Retype every line below precisely as it appears.
(Beginning of DATASET CONTENT)
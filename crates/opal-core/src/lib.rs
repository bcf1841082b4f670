//! Opal Commons
//!
//! This crate provides the commons layer shared by the metamodel:
//! - Feature identifiers (stable keys for classes and members)
//! - Annotation model with meta-annotation synthesis
//! - Class declarations (the registry describing domain types)
//! - Memoizing class cache with non-throwing reflective lookups
//! - Translation seam for user-facing text

#![warn(missing_docs)]
#![warn(rust_2018_idioms)]

pub mod annot;
pub mod i18n;
pub mod ident;
pub mod reflect;

pub use annot::{Annotation, AnnotationKind, AnnotationSet, AttributeValue};
pub use i18n::{PassThroughTranslator, TranslatableString, TranslationService};
pub use ident::{FeatureKind, Identifier};
pub use reflect::cache::{ClassCache, ClassModel};
pub use reflect::decl::{
    ClassDeclaration, ClassDeclarationBuilder, ConstructorModel, DeclarationRegistry, FieldModel,
    MethodModel, TypeKey,
};
pub use reflect::pojo::{Invoked, MethodInvoker, Pojo};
(End of DATASET CONTENT)
### FINAL ANSWER
filename crates/opal-core/src/lib.rs
repository bcf1841082b4f670
//! Opal Commons
//!
//! This crate provides the commons layer shared by the metamodel:
//! - Feature identifiers (stable keys for classes and members)
//! - Annotation model with meta-annotation synthesis
//! - Class declarations (the registry describing domain types)
//! - Memoizing class cache with non-throwing reflective lookups
//! - Translation seam for user-facing text

#![warn(missing_docs)]
#![warn(rust_2018_idioms)]

pub mod annot;
pub mod i18n;
pub mod ident;
pub mod reflect;

pub use annot::{Annotation, AnnotationKind, AnnotationSet, AttributeValue};
pub use i18n::{PassThroughTranslator, TranslatableString, TranslationService};
pub use ident::{FeatureKind, Identifier};
pub use reflect::cache::{ClassCache, ClassModel};
pub use reflect::decl::{
    ClassDeclaration, ClassDeclarationBuilder, ConstructorModel, DeclarationRegistry, FieldModel,
    MethodModel, TypeKey,
};
pub use reflect::pojo::{Invoked, MethodInvoker, Pojo};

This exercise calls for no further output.